Live Ventures Inc8-K exhibit

spriggsthirdamendmenttoemp.htm
Document
THIRD AMENDMENT TO EMPLOYMENT AGREEMENT


THIS THIRD AMENDMENT TO EMPLOYMENT AGREEMENT (this"Amendment") is made
and entered into this 27th day of March 2026 (the "Effective Date"), by and between
VINTAGE STOCK, INC., a Missouri corporation (the "Company") and Rodney Spriggs, a resident of the State of Missouri (the "Executive").
WHEREAS, the Company and the Executive are parties to the certain Employment Agreement
dated effective November 3, 2016, as amended by the Second Amendment to Employment Agreement dated April 19th 2024 (as amended, the"Employment Agreement"); and

WHEREAS, the parties desire to further amend the terms of the Employment Agreement on the terms and conditions as hereinafter set forth.
NOW, THEREFORE, for good and valuable consideration, the receipt and sufficiency of which are hereby acknowledged, the parties hereto, intending to be legally bound hereby, agree as follows:
1.Definitions. Capitalized terms used in this Amendment, unless otherwise defined herein, shall have the meaning ascribed to such terms in the Employment Agreement.
2.Amendments to Employment Agreement. The Employment Agreement 1s hereby amended as follows:
a.Extension of Term. The Term of the Employment Agreement, as set forth in Section 2 thereof (as amended by the Second Amendment), is hereby extended by twenty-four (24) months from the then-current expiration date of the Term. For the avoidance of doubt, if the Term is currently set to expire on March 31, 2026, the Term shall be extended to March 31, 2028, unless terminated earlier pursuant to Section 5 of the Employment Agreement.

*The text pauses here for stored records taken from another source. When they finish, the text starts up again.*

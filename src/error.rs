//! Error types for the generation core.
//!
//! Each subsystem owns a small enum. Recoverable-by-retry failures (`PatternError`,
//! `DistractorError`, `AssemblyError`) never leave the pipeline controller;
//! `GenerateError` is what callers of `generate_batch` can observe.

use std::fmt;
use std::path::PathBuf;

use serde::Serialize;
use thiserror::Error;

use crate::domain::Domain;

/// Forward generation refused its own random draw.
#[derive(Debug, Clone, PartialEq, Eq, Error)]
pub enum PatternError {
  #[error("degenerate {domain} parameters: {reason}")]
  Degenerate { domain: Domain, reason: String },
}

impl PatternError {
  pub fn degenerate(domain: Domain, reason: impl Into<String>) -> Self {
    PatternError::Degenerate { domain, reason: reason.into() }
  }
}

#[derive(Debug, Clone, PartialEq, Eq, Error)]
pub enum DistractorError {
  #[error("only {produced} distinct distractors available, {wanted} required")]
  Insufficient { wanted: usize, produced: usize },
}

/// Reason tag carried by `AssemblyError`.
#[derive(Debug, Clone, Copy, PartialEq, Eq, Hash, Serialize)]
#[serde(rename_all = "snake_case")]
pub enum FailureReason {
  DegeneratePattern,
  InsufficientDistractors,
}

impl fmt::Display for FailureReason {
  fn fmt(&self, f: &mut fmt::Formatter<'_>) -> fmt::Result {
    f.write_str(match self {
      FailureReason::DegeneratePattern => "degenerate_pattern",
      FailureReason::InsufficientDistractors => "insufficient_distractors",
    })
  }
}

#[derive(Debug, Clone, PartialEq, Eq, Error)]
#[error("assembly failed ({reason}): {detail}")]
pub struct AssemblyError {
  pub reason: FailureReason,
  pub detail: String,
}

impl From<PatternError> for AssemblyError {
  fn from(e: PatternError) -> Self {
    AssemblyError { reason: FailureReason::DegeneratePattern, detail: e.to_string() }
  }
}

impl From<DistractorError> for AssemblyError {
  fn from(e: DistractorError) -> Self {
    AssemblyError { reason: FailureReason::InsufficientDistractors, detail: e.to_string() }
  }
}

/// Storage collaborator failures. Transient ones are retried with the same id.
#[derive(Debug, Error)]
pub enum StoreError {
  #[error("transient storage failure: {0}")]
  Transient(String),

  #[error("permanent storage failure: {0}")]
  Permanent(String),

  #[error("storage I/O error: {0}")]
  Io(#[from] std::io::Error),

  #[error("storage encoding error: {0}")]
  Encoding(#[from] serde_json::Error),
}

/// Serializable classification of a `StoreError`, reported per failed item.
#[derive(Debug, Clone, Copy, PartialEq, Eq, Hash, Serialize)]
#[serde(rename_all = "snake_case")]
pub enum StoreErrorKind {
  Transient,
  Permanent,
  Io,
  Encoding,
}

impl StoreError {
  pub fn kind(&self) -> StoreErrorKind {
    match self {
      StoreError::Transient(_) => StoreErrorKind::Transient,
      StoreError::Permanent(_) => StoreErrorKind::Permanent,
      StoreError::Io(_) => StoreErrorKind::Io,
      StoreError::Encoding(_) => StoreErrorKind::Encoding,
    }
  }

  pub fn is_transient(&self) -> bool {
    match self {
      StoreError::Transient(_) => true,
      StoreError::Io(e) => matches!(
        e.kind(),
        std::io::ErrorKind::Interrupted | std::io::ErrorKind::WouldBlock | std::io::ErrorKind::TimedOut
      ),
      StoreError::Permanent(_) | StoreError::Encoding(_) => false,
    }
  }
}

/// Fatal failures surfaced to callers of the batch interface.
#[derive(Debug, Error)]
pub enum GenerateError {
  #[error("unknown domain tag '{0}' (expected numeric_sequence, letter_sequence, cipher_code or visual_pattern)")]
  UnknownDomain(String),

  #[error("difficulty {0} is outside 1..=5")]
  InvalidDifficulty(u8),

  #[error("storage rejected question {id}: {source}")]
  Storage {
    id: String,
    #[source]
    source: StoreError,
  },

  #[error("could not start worker pool: {0}")]
  WorkerPool(String),
}

#[derive(Debug, Error)]
pub enum ConfigError {
  #[error("failed to read config {path}: {source}")]
  Read {
    path: PathBuf,
    #[source]
    source: std::io::Error,
  },

  #[error("failed to parse config {path}: {source}")]
  Parse {
    path: PathBuf,
    #[source]
    source: toml::de::Error,
  },
}
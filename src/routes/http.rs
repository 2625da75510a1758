//! HTTP endpoint handlers. These are thin wrappers that forward to the pipeline
//! and the store. Batch generation is CPU-bound and runs on the blocking pool.

use std::sync::Arc;

use axum::{
    extract::{Path, State},
    http::{header, StatusCode},
    response::{IntoResponse, Response},
    Json,
};
use tracing::{error, info, instrument};

use crate::error::GenerateError;
use crate::protocol::*;
use crate::review::export_csv;
use crate::state::AppState;

fn error_response(status: StatusCode, message: impl Into<String>) -> Response {
    (status, Json(ErrorOut { error: message.into() })).into_response()
}

#[instrument(level = "info", skip(state))]
pub async fn http_health(State(state): State<Arc<AppState>>) -> impl IntoResponse {
    Json(HealthOut { ok: true, stored: state.store().len() })
}

#[instrument(level = "info", skip(state), fields(domain = %body.domain, count = body.count, difficulty = body.difficulty))]
pub async fn http_post_batch(State(state): State<Arc<AppState>>, Json(body): Json<BatchIn>) -> Response {
    let pipeline = state.pipeline.clone();
    let joined = tokio::task::spawn_blocking(move || {
        pipeline.generate_batch_seeded(&body.domain, body.count, body.difficulty, body.seed)
    })
    .await;

    match joined {
        Ok(Ok(report)) => {
            info!(target: "qgen", seed = report.seed, accepted = report.accepted.len(), "HTTP batch served");
            Json(batch_out(&report)).into_response()
        }
        Ok(Err(e @ (GenerateError::UnknownDomain(_) | GenerateError::InvalidDifficulty(_)))) => {
            error_response(StatusCode::BAD_REQUEST, e.to_string())
        }
        Ok(Err(e)) => {
            error!(target: "qgen", error = %e, "Batch failed");
            error_response(StatusCode::INTERNAL_SERVER_ERROR, e.to_string())
        }
        Err(e) => {
            error!(target: "qgen", error = %e, "Batch task panicked or was cancelled");
            error_response(StatusCode::INTERNAL_SERVER_ERROR, "batch task failed")
        }
    }
}

#[instrument(level = "info", skip(state))]
pub async fn http_get_answer(State(state): State<Arc<AppState>>, Path(id): Path<String>) -> Response {
    match state.store().get(&id) {
        Some(q) => Json(answer_out(&q)).into_response(),
        None => error_response(StatusCode::NOT_FOUND, format!("no question with id {id}")),
    }
}

#[instrument(level = "info", skip(state, body))]
pub async fn http_post_flag(
    State(state): State<Arc<AppState>>,
    Path(id): Path<String>,
    Json(body): Json<FlagIn>,
) -> Response {
    if body.note.trim().is_empty() {
        return error_response(StatusCode::BAD_REQUEST, "a flag needs a note for the reviewer");
    }
    match state.store().flag(&id, body.note.trim()) {
        Ok(Some(q)) => Json(to_out(&q)).into_response(),
        Ok(None) => error_response(StatusCode::NOT_FOUND, format!("no question with id {id}")),
        Err(e) => {
            error!(target: "qgen", %id, error = %e, "Flagging failed");
            error_response(StatusCode::INTERNAL_SERVER_ERROR, e.to_string())
        }
    }
}

#[instrument(level = "info", skip(state))]
pub async fn http_get_review_csv(State(state): State<Arc<AppState>>) -> Response {
    let questions = state.store().all();
    let mut buf = Vec::new();
    match export_csv(&questions, &mut buf) {
        Ok(rows) => {
            info!(target: "qgen", rows, "Review sheet exported");
            ([(header::CONTENT_TYPE, "text/csv; charset=utf-8")], buf).into_response()
        }
        Err(e) => {
            error!(target: "qgen", error = %e, "Review export failed");
            error_response(StatusCode::INTERNAL_SERVER_ERROR, e.to_string())
        }
    }
}
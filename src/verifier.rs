//! Independent verification of assembled candidates.
//!
//! The verifier reads `rendered_prompt` and the option list only. It never touches
//! `generation`, so a bug in a forward generator shows up here as a contradiction
//! instead of being confirmed by the same faulty code.

use tracing::{debug, instrument, warn};

use crate::domain::{all_distinct, AnswerValue, Confidence, Domain, QuestionCandidate, Verdict};
use crate::patterns::{inverse_for, PatternInverse, Recovery};

/// Option-set defects that make a candidate wrong regardless of its prompt.
pub fn structural_defects(candidate: &QuestionCandidate) -> Vec<String> {
  let mut notes = vec![];
  let options = &candidate.options;
  if options.len() < 2 {
    notes.push(format!("only {} option(s); a multiple-choice question needs at least 2", options.len()));
  }
  if candidate.correct_index >= options.len() {
    notes.push(format!("correct_index {} is outside {} options", candidate.correct_index, options.len()));
  }
  let flagged: Vec<usize> = options.iter().enumerate().filter(|(_, o)| o.is_correct).map(|(i, _)| i).collect();
  match flagged.as_slice() {
    [only] if *only == candidate.correct_index => {}
    [only] => notes.push(format!("option {only} is flagged correct but correct_index is {}", candidate.correct_index)),
    [] => notes.push("no option is flagged correct".into()),
    many => notes.push(format!("{} options flagged correct ({many:?})", many.len())),
  }
  if !all_distinct(&candidate.option_values()) {
    notes.push("option set contains duplicate values".into());
  }
  let wrong_kind: Vec<usize> = options
    .iter()
    .enumerate()
    .filter(|(_, o)| !kind_fits(candidate.domain, &o.value))
    .map(|(i, _)| i)
    .collect();
  if !wrong_kind.is_empty() {
    notes.push(format!("options {wrong_kind:?} do not belong to the {} domain", candidate.domain));
  }
  notes
}

fn kind_fits(domain: Domain, value: &AnswerValue) -> bool {
  matches!(
    (domain, value),
    (Domain::NumericSequence, AnswerValue::Number(_))
      | (Domain::LetterSequence, AnswerValue::Letters(_))
      | (Domain::CipherCode, AnswerValue::Word(_))
      | (Domain::VisualPattern, AnswerValue::Shape(_))
  )
}

/// Re-derive the expected answer from the prompt and compare it with the claim.
///
/// Structural defects always contradict, but the inverse still runs so the notes
/// also say what the prompt implies.
#[instrument(level = "debug", skip_all, fields(id = %candidate.id, domain = %candidate.domain))]
pub fn verify(candidate: &QuestionCandidate) -> Verdict {
  let defects = structural_defects(candidate);
  let Some(claimed) = candidate.claimed_answer() else {
    let mut notes = defects;
    notes.push("no claimed answer".into());
    warn!(target: "verifier", id = %candidate.id, ?notes, "Structural defects in candidate");
    return Verdict::contradicted(notes);
  };

  let inverse = inverse_for(candidate.domain);
  let recovery = inverse.recover(&candidate.rendered_prompt);
  if !defects.is_empty() {
    let mut notes = defects;
    if let Recovery::Derived { value, rule } = &recovery {
      if !value.matches(claimed) {
        notes.extend(mismatch_notes(candidate, inverse, value, rule, claimed));
      }
    }
    warn!(target: "verifier", id = %candidate.id, ?notes, "Structural defects in candidate");
    return Verdict::contradicted(notes);
  }

  match recovery {
    Recovery::Ambiguous(why) => {
      debug!(target: "verifier", id = %candidate.id, %why, "No unique rule recovered");
      Verdict::indeterminate(format!("no unique rule could be inferred from the prompt: {why}"))
    }
    Recovery::Derived { value, rule } if value.matches(claimed) => {
      let cap = inverse.confidence_cap();
      let mut verdict = Verdict::confirmed(Confidence::High.capped_at(cap));
      verdict.notes.push(format!("re-derived {value} via {rule}"));
      if cap < Confidence::High {
        verdict.notes.push(format!("{} confirmations are capped at {:?} confidence", candidate.domain, cap).to_lowercase());
      }
      debug!(target: "verifier", id = %candidate.id, %rule, "Claimed answer confirmed");
      verdict
    }
    Recovery::Derived { value, rule } => {
      let notes = mismatch_notes(candidate, inverse, &value, &rule, claimed);
      warn!(target: "verifier", id = %candidate.id, ?notes, "Claimed answer contradicted");
      Verdict::contradicted(notes)
    }
  }
}

fn mismatch_notes(
  candidate: &QuestionCandidate,
  inverse: &dyn PatternInverse,
  expected: &AnswerValue,
  rule: &str,
  claimed: &AnswerValue,
) -> Vec<String> {
  let mut notes = vec![format!("expected {expected}, claimed {claimed} (rule: {rule})")];
  if let Some(i) = candidate.options.iter().position(|o| o.value.matches(expected)) {
    notes.push(format!("the expected value is option {i}"));
  } else {
    notes.push("the expected value is not among the options".into());
  }
  if let Some(extra) = inverse.explain_mismatch(&candidate.rendered_prompt, claimed) {
    notes.push(extra);
  }
  notes
}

Thereafter, the Term shall continue to be subject to the renewal provisions set forth in Section 2 of the Employment Agreement, as amended by the Second Amendment.
b.One-Time Bonus. In recognition of the Executive's contributions to the Company, the Company shall pay the Executive a one-time cash bonus in the amount of Two Hundred Fifty Thousand Dollars ($250,000.00) (the "Signing Bonus"), payable within ten (10) business days following the Effective Date, subject to applicable withholdings and in accordance with the Company's customary payroll practices and applicable wage payment laws.
c.Additional Paid Time Off Effective as of the Effective Date, the Executive shall be entitled to an additional eighty (80) hours of paid time off ("PTO") per calendar year, in addition to any PTO or vacation to which the Executive is otherwise entitled under the


Employment Agreement or Company policy. Such additional PTO shall accrue and be administered in accordance with the Company's customary PTO policies as in effect from time to time. For the calendar year in which the Effective Date falls, such additional PTO shall be prorated based on the number of remaining days in the calendar year following the Effective Date.
3.Reference to Employment Agreement. Upon the effectiveness of this Amendment, each reference in the Employment Agreement to "this Agreement," "hereunder," or words of like import shall mean and be a reference to the Employment Agreement, as amended by this Amendment.
4.Effect of Amendment. Except as otherwise expressly provided in this Amendment, nothing herein shall be deemed to amend or modify any provision of the Employment Agreement, which shall remain in full force and effect.
5.Governing Law. This Amendment, for all purposes, shall be construed in accordance with the laws of Missouri without regard to conflicts oflaws principles.
6.Successors and Assigns. This Amendment shall be binding upon and inure to the benefit of the parties hereto and their respective successors and assigns.
7.Miscellaneous. This Amendment expresses the entire understanding of the parties with respect to the subject matter hereof and may not be amended except in a writing signed by the parties.
8.Further Assurances. Each party agrees to take such further actions as the other shall reasonably request from time to time in connection herewith to evidence or give effect to the amendments set forth herein or any of the transactions contemplated hereby.
9.Electronic Execution and Delivery. A reproduction of this Amendment may be executed by one or more parties hereto, and an executed copy of this Amendment may be delivered by one or more parties hereto by electronic transmission pursuant to which the signature of or on behalf of such party can be seen and such execution and delivery shall be considered valid, binding, and effective for all purposes. At the request of any party hereto, all parties hereto agree to execute an original of this Amendment as well as any electronic or other reproduction hereof.
10.Representations. Executive represents and warrants to the Company that the execution and delivery of this Amendment, and the performance of his obligations hereunder, are not in violation of, and do not and shall not conflict or constitute a default under, any of the terms and provisions of any agreement or instrument to which Executive is subject, and that this Amendment has been duly executed and delivered by Executive and, once executed by the Company, is a valid and binding obligation in accordance with its terms. It is important that Executive completely understands the terms and conditions in this Amendment. Executive expressly acknowledges and


represents that: (i) Executive is competent to execute this Amendment; (ii) the Company has advised the Executive to consult with an attorney before signing this Amendment; and (iii) Executive is executing this Amendment voluntarily.
11.Counterparts. This Amendment may be executed in two or more counterparts, each of which shall be deemed an original but all of which together shall constitute the same instrument.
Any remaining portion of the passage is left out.